I felt my body sag beneath the weight of my reality. ‘What must I do?’

The smile returned, merriment flashing in those offal-coloured eyes. ‘It is simple. Go out into the night and procure your love a fresh meal.’

‘How …?’

Finally he released me, smoothing my sleeves, picking specks from my coat. ‘You are of a class used to getting whatever you wish. You must know the stews, the boroughs, the narrow alleyways running with filth where a gentleman may hire his fancy for the night.’

I dropped my head in shame, for of course he was right on every count.

‘Go forth into London and find meat.’

‘What of Frances? How I can I be sure …’ I dared not voice the dark thoughts that had begun to boil in the back of my mind, but I did not need to. It was as if he could read them imprinted on my face.
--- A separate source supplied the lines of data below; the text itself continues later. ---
//! Brazilian taxpayer document validation (CPF and CNPJ check digits).

/// Strips everything but digits, so formatted documents ("529.982.247-25",
/// "11.222.333/0001-81") validate the same as bare ones.
pub fn sanitize_document(value: &str) -> String {
    value.chars().filter(|c| c.is_ascii_digit()).collect()
}

fn all_same_digit(digits: &[u32]) -> bool {
    digits.windows(2).all(|pair| pair[0] == pair[1])
}

fn to_digits(value: &str) -> Vec<u32> {
    value.chars().filter_map(|c| c.to_digit(10)).collect()
}

/// Validates an 11-digit CPF using the modulo-11 check-digit algorithm.
/// Sequences of a single repeated digit pass the arithmetic but are not
/// issued, so they are rejected outright.
pub fn is_valid_cpf(value: &str) -> bool {
    let digits = to_digits(&sanitize_document(value));
    if digits.len() != 11 || all_same_digit(&digits) {
        return false;
    }

    let verifier = |slice_len: usize| -> u32 {
        let sum: u32 = digits[..slice_len]
            .iter()
            .enumerate()
            .map(|(index, digit)| digit * (slice_len as u32 + 1 - index as u32))
            .sum();
        let modulo = (sum * 10) % 11;
        if modulo == 10 {
            0
        } else {
            modulo
        }
    };

    verifier(9) == digits[9] && verifier(10) == digits[10]
}

/// Validates a 14-digit CNPJ using its weighted modulo-11 check digits.
pub fn is_valid_cnpj(value: &str) -> bool {
    let digits = to_digits(&sanitize_document(value));
    if digits.len() != 14 || all_same_digit(&digits) {
        return false;
    }

    const FACTORS_ONE: [u32; 12] = [5, 4, 3, 2, 9, 8, 7, 6, 5, 4, 3, 2];
    const FACTORS_TWO: [u32; 13] = [6, 5, 4, 3, 2, 9, 8, 7, 6, 5, 4, 3, 2];

    let verifier = |slice_len: usize, factors: &[u32]| -> u32 {
        let sum: u32 = digits[..slice_len]
            .iter()
            .zip(factors.iter())
            .map(|(digit, factor)| digit * factor)
            .sum();
        let modulo = sum % 11;
        if modulo < 2 {
            0
        } else {
            11 - modulo
        }
    };

    verifier(12, &FACTORS_ONE) == digits[12] && verifier(13, &FACTORS_TWO) == digits[13]
}

#[cfg(test)]
mod tests {
    use super::*;

    #[test]
    fn sanitize_keeps_only_digits() {
        assert_eq!(sanitize_document("529.982.247-25"), "52998224725");
        assert_eq!(sanitize_document("(11) 98765-4321"), "11987654321");
        assert_eq!(sanitize_document(""), "");
    }

    #[test]
    fn accepts_known_valid_cpf() {
        assert!(is_valid_cpf("52998224725"));
        assert!(is_valid_cpf("529.982.247-25"));
    }

    #[test]
    fn rejects_repeated_digit_cpf() {
        assert!(!is_valid_cpf("11111111111"));
        assert!(!is_valid_cpf("00000000000"));
        assert!(!is_valid_cpf("99999999999"));
    }

    #[test]
    fn rejects_cpf_with_bad_check_digits() {
        assert!(!is_valid_cpf("52998224726"));
        assert!(!is_valid_cpf("52998224735"));
    }

    #[test]
    fn rejects_cpf_of_wrong_length() {
        assert!(!is_valid_cpf("5299822472"));
        assert!(!is_valid_cpf("529982247250"));
    }

    #[test]
    fn accepts_known_valid_cnpj() {
        assert!(is_valid_cnpj("11222333000181"));
        assert!(is_valid_cnpj("11.222.333/0001-81"));
    }

    #[test]
    fn rejects_repeated_digit_cnpj() {
        assert!(!is_valid_cnpj("11111111111111"));
    }

    #[test]
    fn rejects_cnpj_with_bad_check_digits() {
        assert!(!is_valid_cnpj("11222333000182"));
        assert!(!is_valid_cnpj("11222333000191"));
    }
}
‘You think I would hurt her while you are trawling the squalid haunts of the city?’ He raised his finger. ‘Edmund, I could kill her – I could kill you all – with one touch of my finger. You live through my indulgence.’ The room seemed to heat then, as if a furnace had been lit beneath our feet. In the deep wells of his eyes seemed to burn coals, red hot, sparking with the potential for destruction, for the destruction of the whole world. ‘Your every breath, your every movement is permitted because I wish you to exist.’ The coals dimmed a little then. ‘Fortunately, I enjoy the company of you and your friends and wish to keep it for a long, long time. So go and I shall watch your Frances. Take Samuel with you. I would not wish you to come to any harm and the man is so wonderfully useful in matters of violence.’

And so it was Samuel and I went forth on our dreadful mission. To entrap an innocent to their bloody fate so that my love might live.